How to calculate this integral in Mathematica?
integral[(-(df/dx)* x^n(x+2x^2))dx, 0, inf]
POSTED BY: Dianta Ginting
5 Replies
The above is not Mathematica syntax. It is also not Latex. It is free hand format and hard to read. It is not clear what you wrote. is "kt" a parameter? or is it "k*t". If it is "k*t", what is "k"? a constant? does it have value? but f is a function of "x" and not "t" so it does not make sense to have "k*t" in there. so may be then "kt" is the constant? but then does "kt" have a value? and what is "I=0"? Is "I" used somewhere else?  I do not see an "I" in the equation.  Is "^l/2" in your equation an "^1/2"?  Hard to read the "l" from a "1" on the screen. But you said that "I=0" before, so it can't be "^I" since that will make the whole thing 1 because anything to the power zero is 1 (except for 0^0), so it must be "1/2", but if so, why then say "I=0" before and not use it? You also say "n=0", then you have "x^n" in the equation. But "x^0" is 1. So why have it in there in first place?  You also have 1/1+Exp[x-1], but 1/1 is 1? so why have it there?
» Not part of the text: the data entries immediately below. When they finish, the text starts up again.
//! Centralized theme and styling for the TUI
//!
//! Single source of truth for all colors and styles used by the calculator
//! screens.
//!
//! # Usage
//! ```rust
//! use tiercalc::theme::{Colors, Styles};
//! use ratatui::style::Style;
//!
//! let style = Style::default().fg(Colors::PRIMARY);
//! let title_style = Styles::title();
//! ```

use ratatui::style::{Color, Modifier, Style};

use crate::types::TierStatus;

// =============================================================================
// COLOR PALETTE
// =============================================================================

/// Core color palette for the application
pub struct Colors;

impl Colors {
    // -------------------------------------------------------------------------
    // Base Colors
    // -------------------------------------------------------------------------

    /// Primary dark background - used for panels and the help overlay
    pub const BG_PRIMARY: Color = Color::Rgb(20, 20, 30);

    /// Gauge background
    pub const BG_GAUGE: Color = Color::Rgb(40, 40, 50);

    /// Default foreground text color
    pub const FG_PRIMARY: Color = Color::White;

    /// Secondary text color
    pub const FG_SECONDARY: Color = Color::Gray;

    /// Disabled/inactive text color
    pub const FG_MUTED: Color = Color::DarkGray;

    // -------------------------------------------------------------------------
    // Accent Colors
    // -------------------------------------------------------------------------

    /// Primary accent color - borders, titles, highlights
    pub const PRIMARY: Color = Color::Cyan;

    /// Secondary accent color - cursor row, emphasis
    pub const SECONDARY: Color = Color::Yellow;

    // -------------------------------------------------------------------------
    // Semantic Colors
    // -------------------------------------------------------------------------

    pub const SUCCESS: Color = Color::Green;

    pub const WARNING: Color = Color::Yellow;

    // -------------------------------------------------------------------------
    // UI Element Colors
    // -------------------------------------------------------------------------

    /// Focused panel border
    pub const BORDER_ACTIVE: Color = Color::Cyan;

    /// Unfocused panel border
    pub const BORDER_INACTIVE: Color = Color::DarkGray;

    /// Selected activity check mark and points
    pub const SELECTED_ITEM: Color = Color::LightGreen;

    /// Progress bar fill
    pub const PROGRESS: Color = Color::Green;

    /// Navigation hint color
    pub const NAV_HINT: Color = Color::DarkGray;

    /// Credit total
    pub const TOTAL: Color = Color::LightYellow;
}

// =============================================================================
// PRE-BUILT STYLES
// =============================================================================

/// Pre-built styles for common UI patterns
pub struct Styles;

impl Styles {
    pub fn text() -> Style {
        Style::default().fg(Colors::FG_PRIMARY)
    }

    pub fn text_muted() -> Style {
        Style::default().fg(Colors::FG_MUTED)
    }

    pub fn text_secondary() -> Style {
        Style::default().fg(Colors::FG_SECONDARY)
    }

    /// Main title style (cyan, bold)
    pub fn title() -> Style {
        Style::default()
            .fg(Colors::PRIMARY)
            .add_modifier(Modifier::BOLD)
    }

    /// Border style for a panel depending on focus
    pub fn border(focused: bool) -> Style {
        if focused {
            Style::default().fg(Colors::BORDER_ACTIVE)
        } else {
            Style::default().fg(Colors::BORDER_INACTIVE)
        }
    }

    /// Cursor row highlight
    pub fn cursor() -> Style {
        Style::default()
            .fg(Colors::SECONDARY)
            .add_modifier(Modifier::BOLD)
    }

    /// Large credit total
    pub fn total() -> Style {
        Style::default()
            .fg(Colors::TOTAL)
            .add_modifier(Modifier::BOLD)
    }

    pub fn gauge() -> Style {
        Style::default().fg(Colors::PROGRESS).bg(Colors::BG_GAUGE)
    }

    pub fn success() -> Style {
        Style::default().fg(Colors::SUCCESS)
    }

    /// Semantic style for a tier in the ladder view
    pub fn tier(status: TierStatus) -> Style {
        match status {
            TierStatus::Unlocked => Style::default().fg(Colors::SUCCESS),
            TierStatus::Next => Style::default()
                .fg(Colors::WARNING)
                .add_modifier(Modifier::BOLD),
            TierStatus::Locked => Style::default().fg(Colors::FG_MUTED),
        }
    }
}

/// Marker glyph for a tier in the ladder view
pub fn tier_marker(status: TierStatus) -> &'static str {
    match status {
        TierStatus::Unlocked => "✓",
        TierStatus::Next => "▸",
        TierStatus::Locked => "○",
    }
}

/// Marker glyph for an activity row
pub fn check_marker(selected: bool) -> &'static str {
    if selected { "[x]" } else { "[ ]" }
}
//! Calculator screen panels
//!
//! The activity checklist on the left, the live summary and tier ladder on
//! the right. Nothing here computes credits; it only reads the summary held
//! by the calculator session.

use super::header;
use crate::app::{AppMode, AppState};
use crate::engine::tiers::tier_status;
use crate::report;
use crate::theme::{check_marker, tier_marker, Colors, Styles};
use ratatui::{
    layout::{Constraint, Direction, Layout, Rect},
    style::Style,
    text::{Line, Span},
    widgets::{Block, Borders, List, ListItem, ListState, Paragraph, Wrap},
    Frame,
};

/// Render the activity list and the summary column side by side
pub fn render_calculator_in_area(f: &mut Frame, state: &AppState, area: Rect) {
    let columns = Layout::default()
        .direction(Direction::Horizontal)
        .constraints([Constraint::Percentage(55), Constraint::Percentage(45)])
        .split(area);

    render_activities(f, state, columns[0]);
    render_summary_column(f, state, columns[1]);
}

fn panel(title: &str, focused: bool) -> Block<'static> {
    Block::default()
        .borders(Borders::ALL)
        .title(format!(" {} ", title))
        .title_style(Styles::title())
        .border_style(Styles::border(focused))
}

/// Two lines per activity: title with points, then the description
fn render_activities(f: &mut Frame, state: &AppState, area: Rect) {
    let calculator = &state.calculator;
    let focused = state.mode == AppMode::Activities;

    let items: Vec<ListItem> = calculator
        .catalog()
        .activities
        .iter()
        .enumerate()
        .map(|(index, activity)| {
            let selected = calculator.is_selected(&activity.id);
            let is_cursor = focused && index == state.activity_cursor;

            let title_style = if is_cursor {
                Styles::cursor()
            } else {
                Styles::text()
            };
            let marker_style = if selected {
                Style::default().fg(Colors::SELECTED_ITEM)
            } else {
                Styles::text_muted()
            };

            ListItem::new(vec![
                Line::from(vec![
                    Span::styled(format!("{} ", check_marker(selected)), marker_style),
                    Span::styled(activity.title.clone(), title_style),
                    Span::styled(
                        format!("  {}", report::activity_points_label(activity)),
                        marker_style,
                    ),
                ]),
                Line::from(Span::styled(
                    format!("    {}", activity.description),
                    Styles::text_secondary(),
                )),
            ])
        })
        .collect();

    let mut list_state = ListState::default();
    list_state.select(Some(state.activity_cursor));

    let list = List::new(items)
        .block(panel("Activities", focused))
        .highlight_symbol(if focused { "▸ " } else { "  " });

    f.render_stateful_widget(list, area, &mut list_state);
}

fn render_summary_column(f: &mut Frame, state: &AppState, area: Rect) {
    let summary = state.calculator.summary();
    let unlocked_lines = report::unlocked_lines(summary);

    let rows = Layout::default()
        .direction(Direction::Vertical)
        .constraints([
            Constraint::Length(3),                                // Total
            Constraint::Length(unlocked_lines.len() as u16 + 2), // Unlocked
            Constraint::Length(3),                                // Gauge
            Constraint::Length(4),                                // Next note
            Constraint::Min(3),                                   // Tier ladder
        ])
        .split(area);

    let total = Paragraph::new(Line::from(vec![
        Span::styled("Total credits: ", Styles::text_secondary()),
        Span::styled(summary.total.to_string(), Styles::total()),
    ]))
    .block(panel("Summary", false));
    f.render_widget(total, rows[0]);

    let unlocked_style = if summary.unlocked.is_empty() {
        Styles::text_muted()
    } else {
        Styles::success()
    };
    let unlocked: Vec<Line> = unlocked_lines
        .into_iter()
        .map(|l| Line::from(Span::styled(l, unlocked_style)))
        .collect();
    f.render_widget(
        Paragraph::new(unlocked).block(panel("Unlocked", false)),
        rows[1],
    );

    header::render_progress_bar(f, rows[2], &summary.progress);

    let note = Paragraph::new(report::next_unlock_note(summary))
        .style(Styles::text())
        .wrap(Wrap { trim: true })
        .block(panel("Next", false));
    f.render_widget(note, rows[3]);

    render_tier_ladder(f, state, rows[4]);
}

fn render_tier_ladder(f: &mut Frame, state: &AppState, area: Rect) {
    let summary = state.calculator.summary();
    let focused = state.mode == AppMode::Tiers;

    let items: Vec<ListItem> = state
        .calculator
        .catalog()
        .tiers
        .iter()
        .map(|tier| {
            let status = tier_status(tier, summary.next.as_ref(), summary.total);
            ListItem::new(Line::from(vec![
                Span::styled(format!("{} ", tier_marker(status)), Styles::tier(status)),
                Span::styled(format!("{:>4}+ ", tier.threshold), Styles::tier(status)),
                Span::styled(tier.label.clone(), Styles::tier(status)),
            ]))
        })
        .collect();

    let mut list_state = ListState::default();
    if focused {
        list_state.select(Some(state.tier_cursor));
    }

    let list = List::new(items)
        .block(panel("Unlock Tiers", focused))
        .highlight_style(Styles::cursor())
        .highlight_symbol("▸ ");

    f.render_stateful_widget(list, area, &mut list_state);
}
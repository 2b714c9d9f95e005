//! Declarative validation for the customer and ticket inputs.
//!
//! Each input type lists its fields once and validates them one at a time,
//! so the form controller can check a single field on blur and the whole
//! record on submit with the same rules the server actions apply.

use std::sync::LazyLock;

use regex::Regex;
use serde::{Deserialize, Serialize};

use super::models::{Customer, Ticket, TicketId};
use crate::errors::{FieldErrors, ShopError};

static EMAIL_REGEX: LazyLock<Regex> = LazyLock::new(|| {
    Regex::new(r"^[A-Za-z0-9_'+\-]+(\.[A-Za-z0-9_'+\-]+)*@([A-Za-z0-9][A-Za-z0-9\-]*\.)+[A-Za-z]{2,}$")
        .unwrap()
});

static ZIP_REGEX: LazyLock<Regex> = LazyLock::new(|| Regex::new(r"^\d{5}(-\d{4})?$").unwrap());

static PHONE_REGEX: LazyLock<Regex> = LazyLock::new(|| Regex::new(r"^\d{3}-\d{3}-\d{4}$").unwrap());

/// Default technician for a brand-new ticket.
pub const NEW_TICKET_TECH: &str = "new-ticket@example.com";

pub fn is_valid_email(value: &str) -> bool {
    EMAIL_REGEX.is_match(value)
}

fn required(value: &str, message: &str) -> Option<String> {
    value.trim().is_empty().then(|| message.to_string())
}

/// A value written into a form field.
#[derive(Debug, Clone, PartialEq, Serialize, Deserialize)]
#[serde(untagged)]
pub enum FieldValue {
    Bool(bool),
    Number(i64),
    Text(String),
}

impl FieldValue {
    fn into_text(self, field: &str) -> Result<String, ShopError> {
        match self {
            FieldValue::Text(s) => Ok(s),
            other => Err(ShopError::BadRequest(format!(
                "Field '{}' expects text, got {:?}",
                field, other
            ))),
        }
    }

    fn into_bool(self, field: &str) -> Result<bool, ShopError> {
        match self {
            FieldValue::Bool(b) => Ok(b),
            other => Err(ShopError::BadRequest(format!(
                "Field '{}' expects a boolean, got {:?}",
                field, other
            ))),
        }
    }
}

/// A typed record bound to a form.
pub trait FormSchema: Clone + Serialize + Send + Sync + 'static {
    /// Field names in display order.
    const FIELDS: &'static [&'static str];

    /// Validate one field, returning its message when invalid.
    fn validate_field(&self, field: &str) -> Option<String>;

    /// Write a value into a field by name.
    fn set_field(&mut self, field: &str, value: FieldValue) -> Result<(), ShopError>;

    fn validate(&self) -> FieldErrors {
        Self::FIELDS
            .iter()
            .filter_map(|field| {
                self.validate_field(field)
                    .map(|message| (field.to_string(), message))
            })
            .collect()
    }

    fn ensure_valid(&self) -> Result<(), ShopError> {
        let errors = self.validate();
        if errors.is_empty() {
            Ok(())
        } else {
            Err(ShopError::Validation(errors))
        }
    }
}

fn unknown_field(field: &str) -> ShopError {
    ShopError::BadRequest(format!("Unknown field '{}'", field))
}

// ── Customer ──────────────────────────────────────────────────────────

/// Customer as submitted by the customer form. `id == 0` means new.
#[derive(Debug, Clone, PartialEq, Serialize, Deserialize)]
#[serde(rename_all = "camelCase")]
pub struct CustomerInput {
    #[serde(default)]
    pub id: i64,
    pub first_name: String,
    pub last_name: String,
    pub address1: String,
    #[serde(default)]
    pub address2: String,
    pub city: String,
    pub state: String,
    pub zip: String,
    pub phone: String,
    pub email: String,
    #[serde(default)]
    pub notes: String,
    #[serde(default = "default_active")]
    pub active: bool,
}

fn default_active() -> bool {
    true
}

impl Default for CustomerInput {
    fn default() -> Self {
        Self {
            id: 0,
            first_name: String::new(),
            last_name: String::new(),
            address1: String::new(),
            address2: String::new(),
            city: String::new(),
            state: String::new(),
            zip: String::new(),
            phone: String::new(),
            email: String::new(),
            notes: String::new(),
            active: true,
        }
    }
}

impl CustomerInput {
    pub fn from_customer(customer: &Customer) -> Self {
        Self {
            id: customer.id,
            first_name: customer.first_name.clone(),
            last_name: customer.last_name.clone(),
            address1: customer.address1.clone(),
            address2: customer.address2.clone().unwrap_or_default(),
            city: customer.city.clone(),
            state: customer.state.clone(),
            zip: customer.zip.clone(),
            phone: customer.phone.clone(),
            email: customer.email.clone(),
            notes: customer.notes.clone().unwrap_or_default(),
            active: customer.active,
        }
    }

    pub fn is_new(&self) -> bool {
        self.id == 0
    }
}

impl FormSchema for CustomerInput {
    const FIELDS: &'static [&'static str] = &[
        "firstName",
        "lastName",
        "address1",
        "address2",
        "city",
        "state",
        "zip",
        "email",
        "phone",
        "notes",
        "active",
    ];

    fn validate_field(&self, field: &str) -> Option<String> {
        match field {
            "firstName" => required(&self.first_name, "First name is required"),
            "lastName" => required(&self.last_name, "Last name is required"),
            "address1" => required(&self.address1, "Address is required"),
            "city" => required(&self.city, "City is required"),
            "state" => (self.state.chars().count() != 2)
                .then(|| "State must be exactly 2 characters".to_string()),
            "email" => (!is_valid_email(&self.email)).then(|| "Invalid email address".to_string()),
            "zip" => (!ZIP_REGEX.is_match(&self.zip)).then(|| {
                "Invalid Zip code. Use 5 digits or 5 digits followed by a hyphen and 4 digits"
                    .to_string()
            }),
            "phone" => (!PHONE_REGEX.is_match(&self.phone))
                .then(|| "Invalid phone number format. Use XXX-XXX-XXXX".to_string()),
            _ => None,
        }
    }

    fn set_field(&mut self, field: &str, value: FieldValue) -> Result<(), ShopError> {
        match field {
            "firstName" => self.first_name = value.into_text(field)?,
            "lastName" => self.last_name = value.into_text(field)?,
            "address1" => self.address1 = value.into_text(field)?,
            "address2" => self.address2 = value.into_text(field)?,
            "city" => self.city = value.into_text(field)?,
            "state" => self.state = value.into_text(field)?,
            "zip" => self.zip = value.into_text(field)?,
            "email" => self.email = value.into_text(field)?,
            "phone" => self.phone = value.into_text(field)?,
            "notes" => self.notes = value.into_text(field)?,
            "active" => self.active = value.into_bool(field)?,
            _ => return Err(unknown_field(field)),
        }
        Ok(())
    }
}

// ── Ticket ────────────────────────────────────────────────────────────

#[derive(Debug, Clone, PartialEq, Serialize, Deserialize)]
#[serde(rename_all = "camelCase")]
pub struct TicketInput {
    pub id: TicketId,
    pub customer_id: i64,
    pub title: String,
    pub description: String,
    #[serde(default)]
    pub completed: bool,
    pub tech: String,
}

impl TicketInput {
    /// Create-mode defaults for a new ticket belonging to `customer_id`.
    pub fn for_customer(customer_id: i64) -> Self {
        Self {
            id: TicketId::New,
            customer_id,
            title: String::new(),
            description: String::new(),
            completed: false,
            tech: NEW_TICKET_TECH.to_string(),
        }
    }

    pub fn from_ticket(ticket: &Ticket) -> Self {
        Self {
            id: TicketId::Existing(ticket.id),
            customer_id: ticket.customer_id,
            title: ticket.title.clone(),
            description: ticket.description.clone(),
            completed: ticket.completed,
            tech: ticket.tech.clone(),
        }
    }
}

impl FormSchema for TicketInput {
    const FIELDS: &'static [&'static str] = &["title", "tech", "completed", "description"];

    fn validate_field(&self, field: &str) -> Option<String> {
        match field {
            "title" => required(&self.title, "Title is required"),
            "description" => required(&self.description, "Description is required"),
            "tech" => (!is_valid_email(&self.tech)).then(|| "Invalid email address".to_string()),
            _ => None,
        }
    }

    fn set_field(&mut self, field: &str, value: FieldValue) -> Result<(), ShopError> {
        match field {
            "title" => self.title = value.into_text(field)?,
            "description" => self.description = value.into_text(field)?,
            "tech" => self.tech = value.into_text(field)?,
            "completed" => self.completed = value.into_bool(field)?,
            _ => return Err(unknown_field(field)),
        }
        Ok(())
    }

    fn validate(&self) -> FieldErrors {
        let mut errors: FieldErrors = Self::FIELDS
            .iter()
            .filter_map(|field| {
                self.validate_field(field)
                    .map(|message| (field.to_string(), message))
            })
            .collect();
        if self.customer_id <= 0 {
            errors.insert("customerId".into(), "Customer is required".into());
        }
        errors
    }
}

#[cfg(test)]
mod tests {
    use super::*;

    fn valid_customer() -> CustomerInput {
        CustomerInput {
            first_name: "Grace".into(),
            last_name: "Hopper".into(),
            address1: "1 Navy Way".into(),
            city: "Arlington".into(),
            state: "VA".into(),
            zip: "22201".into(),
            phone: "555-123-4567".into(),
            email: "grace@example.com".into(),
            ..CustomerInput::default()
        }
    }

    #[test]
    fn test_valid_customer_has_no_errors() {
        assert!(valid_customer().validate().is_empty());
        assert!(valid_customer().ensure_valid().is_ok());
    }

    #[test]
    fn test_customer_state_must_be_two_chars() {
        let mut c = valid_customer();
        c.state = "VIR".into();
        assert_eq!(
            c.validate_field("state").as_deref(),
            Some("State must be exactly 2 characters")
        );
    }

    #[test]
    fn test_customer_zip_formats() {
        let mut c = valid_customer();
        for ok in ["12345", "12345-6789"] {
            c.zip = ok.into();
            assert!(c.validate_field("zip").is_none(), "{ok} should be valid");
        }
        for bad in ["1234", "123456", "12345-678", "abcde"] {
            c.zip = bad.into();
            assert!(c.validate_field("zip").is_some(), "{bad} should be invalid");
        }
    }

    #[test]
    fn test_customer_phone_format() {
        let mut c = valid_customer();
        c.phone = "5551234567".into();
        assert!(c.validate_field("phone").unwrap().contains("XXX-XXX-XXXX"));
    }

    #[test]
    fn test_empty_customer_reports_every_required_field() {
        let errors = CustomerInput::default().validate();
        for field in ["firstName", "lastName", "address1", "city", "state", "zip", "email", "phone"] {
            assert!(errors.contains_key(field), "missing error for {field}");
        }
        assert!(!errors.contains_key("address2"));
        assert!(!errors.contains_key("notes"));
    }

    #[test]
    fn test_email_validation() {
        assert!(is_valid_email("tech@shop.example.com"));
        assert!(is_valid_email("first.last+tag@example.io"));
        assert!(!is_valid_email("not-an-email"));
        assert!(!is_valid_email("missing@tld"));
        assert!(!is_valid_email("@example.com"));
    }

    #[test]
    fn test_set_field_type_checks() {
        let mut c = valid_customer();
        c.set_field("active", FieldValue::Bool(false)).unwrap();
        assert!(!c.active);
        assert!(c.set_field("active", FieldValue::Text("no".into())).is_err());
        assert!(c.set_field("bogus", FieldValue::Text("x".into())).is_err());
    }

    #[test]
    fn test_ticket_defaults_and_validation() {
        let mut t = TicketInput::for_customer(4);
        assert_eq!(t.id, TicketId::New);
        assert_eq!(t.tech, NEW_TICKET_TECH);
        let errors = t.validate();
        assert_eq!(errors.get("title").map(String::as_str), Some("Title is required"));
        assert!(errors.contains_key("description"));
        assert!(!errors.contains_key("tech"));

        t.tech = "bob".into();
        assert_eq!(t.validate_field("tech").as_deref(), Some("Invalid email address"));
    }

    #[test]
    fn test_ticket_requires_customer() {
        let mut t = TicketInput::for_customer(0);
        t.title = "Broken screen".into();
        t.description = "Cracked".into();
        let errors = t.validate();
        assert_eq!(errors.len(), 1);
        assert!(errors.contains_key("customerId"));
    }

    #[test]
    fn test_ticket_input_deserializes_sentinel() {
        let json = r#"{"id":"(New)","customerId":1,"title":"t","description":"d","tech":"a@b.co"}"#;
        let t: TicketInput = serde_json::from_str(json).unwrap();
        assert_eq!(t.id, TicketId::New);
        assert!(!t.completed);
    }
}
//! CLI command implementations.
//!
//! | Module  | Commands handled |
//! |---------|------------------|
//! | `serve` | `Serve`, `Init`  |

pub mod serve;

pub use serve::{cmd_init, cmd_serve};
//! Tracing subscriber setup for the `repairshop` binary.
//!
//! Filter priority, highest first: `RUST_LOG`, then `--verbose` (debug),
//! then the default `repairshop=info`.

use tracing_subscriber::EnvFilter;
use tracing_subscriber::fmt;
use tracing_subscriber::prelude::*;

#[derive(Debug, Clone, Copy, PartialEq, Eq)]
pub enum LogFormat {
    Pretty,
    Json,
}

pub fn default_directives(verbose: bool) -> &'static str {
    if verbose {
        "repairshop=debug"
    } else {
        "repairshop=info"
    }
}

fn build_env_filter(verbose: bool) -> EnvFilter {
    EnvFilter::try_from_default_env().unwrap_or_else(|_| EnvFilter::new(default_directives(verbose)))
}

/// Install the global subscriber. Call once, early in `main`.
pub fn init_subscriber(verbose: bool, format: LogFormat) {
    let filter = build_env_filter(verbose);
    let registry = tracing_subscriber::registry().with(filter);
    match format {
        LogFormat::Json => registry
            .with(fmt::layer().json().with_writer(std::io::stderr))
            .init(),
        LogFormat::Pretty => registry
            .with(fmt::layer().with_writer(std::io::stderr).with_target(false))
            .init(),
    }
}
Why not use valid Mathematica code? If you do not know the syntax of Mathematica, you can try Wolfram|Alpha, it should accept natural human input similar to what you have above. Or you can post an image of the equation from the book so it is clear what it is.

This is my best guess:
m = 3/2;
n = 0;
a = 2;
kt = 1;
f[x_] := 1/1 + Exp[x - 1]/(kt)
Integrate[-f'[x]*x^n*(x + a*x^2)^m*((1 + 2*a*x)^2 + 2)^1/2, {x, 0,Infinity}]
But this does not converge.
POSTED BY: Nasser M. Abbasi
The function is
f(x) = 1/1+exp(x-1)/kt
 I should calculate the Fermi integral
F(x) = integral[(-(df/dx)* x^n*(x+a*x^2)^m*[(1+2*a*x)^2+2]^l/2dx, 0, inf]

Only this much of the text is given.